Una vida al todo o nada
Una vida al todo o nadaSu instinto vital se resumía en episodios como éste. Un día vio un espectacular Morgan azul que le invocaba directamente al bolsillo. Lo vio, entró en el concesionario y lo compró. Salió ufano con el coche y al poco de ... estrenarlo, lo estrelló contra un petril. Arriba y abajo, la ruleta rusa del todo o nada, el exceso y el pozo, una vida sin término medio.
Hace diecisiete años José María Jiménez se presentó a unas pruebas para matar el tiempo. Víctor Sastre, el padre de Carlos Sastre, su cuñado -está casado con su hermana Piedad-, había inaugurado una escuela de ciclismo al calor de los éxitos de Ángel Arroyo, el vecino del pueblo que casi conquista el Tour de 1983 -segundo tras Fignon-. Jiménez era un chaval como tantos, cuyos padres regentaban un mesón y cuyo futuro se adivinaba al otro lado de la barra. Él lo decía: «Si no hubiera sido ciclista, hoy estaría poniendo raciones de cabrito».

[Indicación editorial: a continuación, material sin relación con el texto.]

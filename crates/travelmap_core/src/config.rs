//! Hosted backend client configuration.
//!
//! # Responsibility
//! - Describe where the hosted record table lives and which public key to send.
//! - Load settings from environment variables or a JSON file.
//!
//! # Invariants
//! - `base_url` is an absolute `http`/`https` URL.
//! - `anon_key` is never empty and never printed by `Debug`.
//! - `table` is a plain lowercase identifier.

use reqwest::Url;
use serde::Deserialize;
use std::fmt::{Debug, Formatter};
use std::path::Path;
use thiserror::Error;

pub const ENV_BASE_URL: &str = "TRAVELMAP_SUPABASE_URL";
pub const ENV_ANON_KEY: &str = "TRAVELMAP_SUPABASE_ANON_KEY";
pub const ENV_TABLE: &str = "TRAVELMAP_TABLE";
pub const DEFAULT_TABLE: &str = "destinations";

const REST_PATH: &str = "rest/v1";

#[derive(Debug, Error)]
pub enum ConfigError {
    #[error("missing required setting `{0}`")]
    Missing(&'static str),
    #[error("invalid backend url `{0}`")]
    InvalidUrl(String),
    #[error("anon key cannot be empty")]
    EmptyAnonKey,
    #[error("invalid table name `{0}`")]
    InvalidTable(String),
    #[error("failed to read config file: {0}")]
    Io(#[from] std::io::Error),
    #[error("failed to parse config file: {0}")]
    Parse(#[from] serde_json::Error),
}

/// Connection settings for the hosted record backend.
#[derive(Clone, PartialEq, Eq, Deserialize)]
pub struct ClientConfig {
    /// Project URL, e.g. `https://<project>.supabase.co`.
    pub base_url: String,
    /// Public (anon) API key sent as `apikey`.
    pub anon_key: String,
    #[serde(default = "default_table")]
    pub table: String,
}

impl ClientConfig {
    /// Builds and validates a config.
    pub fn new(
        base_url: impl Into<String>,
        anon_key: impl Into<String>,
    ) -> Result<Self, ConfigError> {
        let config = Self {
            base_url: base_url.into(),
            anon_key: anon_key.into(),
            table: default_table(),
        };
        config.validate()?;
        Ok(config)
    }

    /// Loads settings from process environment variables.
    pub fn from_env() -> Result<Self, ConfigError> {
        Self::from_lookup(|key| std::env::var(key).ok())
    }

    /// Loads settings through an arbitrary key lookup.
    pub fn from_lookup(lookup: impl Fn(&str) -> Option<String>) -> Result<Self, ConfigError> {
        let read = |key: &'static str| {
            lookup(key)
                .map(|value| value.trim().to_string())
                .filter(|value| !value.is_empty())
        };

        let config = Self {
            base_url: read(ENV_BASE_URL).ok_or(ConfigError::Missing(ENV_BASE_URL))?,
            anon_key: read(ENV_ANON_KEY).ok_or(ConfigError::Missing(ENV_ANON_KEY))?,
            table: read(ENV_TABLE).unwrap_or_else(default_table),
        };
        config.validate()?;
        Ok(config)
    }

    /// Loads settings from a JSON file.
    pub fn from_json_file(path: impl AsRef<Path>) -> Result<Self, ConfigError> {
        let text = std::fs::read_to_string(path)?;
        Self::from_json_str(&text)
    }

    pub fn from_json_str(text: &str) -> Result<Self, ConfigError> {
        let config: Self = serde_json::from_str(text)?;
        config.validate()?;
        Ok(config)
    }

    pub fn validate(&self) -> Result<(), ConfigError> {
        let url = Url::parse(self.base_url.trim())
            .map_err(|_| ConfigError::InvalidUrl(self.base_url.clone()))?;
        if !matches!(url.scheme(), "http" | "https") || url.host_str().is_none() {
            return Err(ConfigError::InvalidUrl(self.base_url.clone()));
        }
        if self.anon_key.trim().is_empty() {
            return Err(ConfigError::EmptyAnonKey);
        }
        if !is_valid_table_name(&self.table) {
            return Err(ConfigError::InvalidTable(self.table.clone()));
        }
        Ok(())
    }

    /// Full REST endpoint for the record table.
    pub fn table_url(&self) -> String {
        format!(
            "{}/{REST_PATH}/{}",
            self.base_url.trim().trim_end_matches('/'),
            self.table
        )
    }
}

impl Debug for ClientConfig {
    fn fmt(&self, f: &mut Formatter<'_>) -> std::fmt::Result {
        f.debug_struct("ClientConfig")
            .field("base_url", &self.base_url)
            .field("anon_key", &"<redacted>")
            .field("table", &self.table)
            .finish()
    }
}

fn default_table() -> String {
    DEFAULT_TABLE.to_string()
}

fn is_valid_table_name(value: &str) -> bool {
    let mut chars = value.chars();
    matches!(chars.next(), Some(first) if first.is_ascii_lowercase() || first == '_')
        && chars.all(|ch| ch.is_ascii_lowercase() || ch.is_ascii_digit() || ch == '_')
}

#[cfg(test)]
mod tests {
    use super::{ClientConfig, ConfigError, ENV_ANON_KEY, ENV_BASE_URL, ENV_TABLE};
    use std::collections::HashMap;

    fn lookup_from(pairs: &[(&str, &str)]) -> impl Fn(&str) -> Option<String> {
        let map: HashMap<String, String> = pairs
            .iter()
            .map(|(key, value)| (key.to_string(), value.to_string()))
            .collect();
        move |key| map.get(key).cloned()
    }

    #[test]
    fn from_lookup_applies_default_table() {
        let config = ClientConfig::from_lookup(lookup_from(&[
            (ENV_BASE_URL, "https://demo.supabase.co/"),
            (ENV_ANON_KEY, "anon"),
        ]))
        .expect("config should load");
        assert_eq!(config.table, "destinations");
        assert_eq!(
            config.table_url(),
            "https://demo.supabase.co/rest/v1/destinations"
        );
    }

    #[test]
    fn from_lookup_reports_missing_keys() {
        let err = ClientConfig::from_lookup(lookup_from(&[(ENV_BASE_URL, "https://x.dev")]))
            .expect_err("anon key is required");
        assert!(matches!(err, ConfigError::Missing(key) if key == ENV_ANON_KEY));
    }

    #[test]
    fn validate_rejects_bad_url_and_table() {
        assert!(matches!(
            ClientConfig::new("ftp://example.com", "anon").unwrap_err(),
            ConfigError::InvalidUrl(_)
        ));

        let err = ClientConfig::from_lookup(lookup_from(&[
            (ENV_BASE_URL, "https://x.dev"),
            (ENV_ANON_KEY, "anon"),
            (ENV_TABLE, "dest;drop"),
        ]))
        .unwrap_err();
        assert!(matches!(err, ConfigError::InvalidTable(_)));
    }

    #[test]
    fn json_config_parses_and_redacts_key_in_debug() {
        let config = ClientConfig::from_json_str(
            r#"{"base_url": "http://localhost:54321", "anon_key": "super-secret"}"#,
        )
        .unwrap();
        assert_eq!(config.table, "destinations");
        assert!(!format!("{config:?}").contains("super-secret"));
    }

    #[test]
    fn json_file_loads_and_reports_missing_or_invalid_files() {
        let dir = tempfile::tempdir().unwrap();
        let path = dir.path().join("travelmap.json");
        std::fs::write(
            &path,
            r#"{"base_url": "https://demo.supabase.co", "anon_key": "anon", "table": "trips"}"#,
        )
        .unwrap();

        let config = ClientConfig::from_json_file(&path).unwrap();
        assert_eq!(config.table_url(), "https://demo.supabase.co/rest/v1/trips");

        let missing = ClientConfig::from_json_file(dir.path().join("absent.json")).unwrap_err();
        assert!(matches!(missing, ConfigError::Io(_)));

        std::fs::write(&path, r#"{"base_url": "https://demo.supabase.co", "anon_key": ""}"#)
            .unwrap();
        let empty_key = ClientConfig::from_json_file(&path).unwrap_err();
        assert!(matches!(empty_key, ConfigError::EmptyAnonKey));
    }
}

Jiménez era grueso como una bola. Todos los kilos que le sobraban, más de quince, eran sinónimo de fuerza bruta, de embrión de deportista. La vida le llevó al ciclismo por obra y gracia de Víctor Sastre, del mismo modo que le pudo conducir a cualquier otro deporte o al descampado donde los chavales del pueblo dejaban su alma por la heroína.
El Barraco es la falda sur de Ávila, promontorio de la sierra de Gredos, inviernos gélidos y largos, veranos cortos y calurosos. Un buen lugar para cultivar el ciclismo, deporte rural, sacrificio y aire limpio de las montañas. A Jiménez le sedujo la vida de ciclista. Ganaba a cualquiera en la montaña, llenaba el bolsillo y crecía su fama. Siempre en Banesto, concibió su profesión desde un único prisma: sólo la victoria le recompensaba.
«¿Para qué quiero hacer cuarto? Sólo se firman buenos contratos si ganas», decía sin disimulo. Si podía vencer, llegaba al límite. Si no, freno y a esperar otro amanecer. Una táctica discutible, pero lícita, que le reportó beneficios. En su cuenta y en el cariño del público. Cuando ganaba, todos lo hacían con él. Cuando perdía, eran rarezas del Chava.
Una victoria le cambió el chip. En la Vuelta 97, en Los Ángeles de San Rafael. Media vida persiguiendola y en el podio, con todos los focos apuntándole, se colocó la camiseta del Atlético, una de sus pasiones. Como siempre, sus directores no sabían si felicitarle por el triunfo o crucificarle por su desliz publicitario para con la casa que le pagaba.
Admirado o discutido
Se negó a admitir que la contrarreloj entrase en su vida. Para él sólo existía la montaña. Las pruebas en el túnel de viento se las tomó a guasa, como cualquier ejercicio que implicase regularidad, veintiún días de sacrificio, trabajo denodado que obligase a sus compañeros. Actuaba por libre, sin ataduras. Corría como vivía. Al día. Sus nueve victorias en la Vuelta, su último paseo imperial (la cronoescalada a Arcalís en la Vuelta 2001) y sus reinados de la montaña le convirtieron en el niño querido de los aficionados. Tantos partidarios por su brindis al espectáculo como detractores por su mala fama y su talento desperdiciado. Parecía inmune a los comentarios. Hasta que llegaron las sesiones de hospital, el rastro de la noche, la mala vida... «Hay que estar preparado para todo», solía decir. Incluso para morir en una triste y fría tarde de diciembre.